What you will do - When transcribing the entries, keep each one exactly as it is.

(Collection entries)

-=-=-=-=-

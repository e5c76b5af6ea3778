//! Backend-side session shim. Created the first time a backend processes a
//! message for a session it hasn't seen; plays the role of a gate-side
//! `Agent` by forwarding Push/Response/Close to the owning gate over RPC.
//! Grounded on the original's `cluster/acceptor.go`.

use std::sync::Arc;

use msg_cluster::client;
use msg_runtime::{Entity, EntityKind, OutboundCommand, Session};

use crate::handler::LocalHandler;

pub struct Acceptor {
    pub gate_addr: String,
}

impl Acceptor {
    /// Build the shadow session and spawn the task that forwards its
    /// outbound traffic to `gate_addr`. `local_handler` is this backend's
    /// own dispatch handler, wired as the session's in-line RPC sink (spec.md
    /// §4.5: "RPC from the backend short-circuits through the backend's own
    /// handler" — never the gate's, and never over the wire).
    pub fn spawn(
        session_id: u64,
        gate_addr: String,
        remote_addr: String,
        local_handler: Arc<LocalHandler>,
        now_unix_secs: u64,
    ) -> (Arc<Session>, Arc<Acceptor>) {
        let (entity, mut rx) = Entity::new(EntityKind::Backend, remote_addr);
        let session = Arc::new(Session::new(session_id, entity, now_unix_secs));
        let acceptor = Arc::new(Acceptor { gate_addr: gate_addr.clone() });

        let rpc_session = session.clone();
        session.set_rpc_sink(Arc::new(move |msg| {
            let rpc_session = rpc_session.clone();
            let local_handler = local_handler.clone();
            Box::pin(async move {
                if let Err(e) = local_handler.process_message(&rpc_session, msg).await {
                    tracing::warn!(error = %e, "in-line rpc dispatch failed");
                }
            })
        }));

        tokio::spawn(async move {
            while let Some(cmd) = rx.recv().await {
                match cmd {
                    OutboundCommand::Close => {
                        if let Err(e) = client::close_session_on_gate(&gate_addr, session_id).await {
                            tracing::warn!(error = %e, %gate_addr, session_id, "CloseSession RPC failed");
                        }
                        break;
                    }
                    OutboundCommand::Message(msg) => {
                        let result = match msg.kind {
                            msg_wire::MessageType::Response => {
                                client::response_to_gate(&gate_addr, session_id, msg.id, msg.data).await
                            }
                            _ => client::push_to_gate(&gate_addr, session_id, &msg.route, msg.data).await,
                        };
                        if let Err(e) = result {
                            tracing::warn!(error = %e, %gate_addr, session_id, "forwarding to gate failed");
                        }
                    }
                }
            }
        });

        (session, acceptor)
    }
}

-=-=-=-=-

Exercise answer -
repository e5c76b5af6ea3778
//! Backend-side session shim. Created the first time a backend processes a
//! message for a session it hasn't seen; plays the role of a gate-side
//! `Agent` by forwarding Push/Response/Close to the owning gate over RPC.
//! Grounded on the original's `cluster/acceptor.go`.

use std::sync::Arc;

use msg_cluster::client;
use msg_runtime::{Entity, EntityKind, OutboundCommand, Session};

use crate::handler::LocalHandler;

pub struct Acceptor {
    pub gate_addr: String,
}

impl Acceptor {
    /// Build the shadow session and spawn the task that forwards its
    /// outbound traffic to `gate_addr`. `local_handler` is this backend's
    /// own dispatch handler, wired as the session's in-line RPC sink (spec.md
    /// §4.5: "RPC from the backend short-circuits through the backend's own
    /// handler" — never the gate's, and never over the wire).
    pub fn spawn(
        session_id: u64,
        gate_addr: String,
        remote_addr: String,
        local_handler: Arc<LocalHandler>,
        now_unix_secs: u64,
    ) -> (Arc<Session>, Arc<Acceptor>) {
        let (entity, mut rx) = Entity::new(EntityKind::Backend, remote_addr);
        let session = Arc::new(Session::new(session_id, entity, now_unix_secs));
        let acceptor = Arc::new(Acceptor { gate_addr: gate_addr.clone() });

        let rpc_session = session.clone();
        session.set_rpc_sink(Arc::new(move |msg| {
            let rpc_session = rpc_session.clone();
            let local_handler = local_handler.clone();
            Box::pin(async move {
                if let Err(e) = local_handler.process_message(&rpc_session, msg).await {
                    tracing::warn!(error = %e, "in-line rpc dispatch failed");
                }
            })
        }));

        tokio::spawn(async move {
            while let Some(cmd) = rx.recv().await {
                match cmd {
                    OutboundCommand::Close => {
                        if let Err(e) = client::close_session_on_gate(&gate_addr, session_id).await {
                            tracing::warn!(error = %e, %gate_addr, session_id, "CloseSession RPC failed");
                        }
                        break;
                    }
                    OutboundCommand::Message(msg) => {
                        let result = match msg.kind {
                            msg_wire::MessageType::Response => {
                                client::response_to_gate(&gate_addr, session_id, msg.id, msg.data).await
                            }
                            _ => client::push_to_gate(&gate_addr, session_id, &msg.route, msg.data).await,
                        };
                        if let Err(e) = result {
                            tracing::warn!(error = %e, %gate_addr, session_id, "forwarding to gate failed");
                        }
                    }
                }
            }
        });

        (session, acceptor)
    }
}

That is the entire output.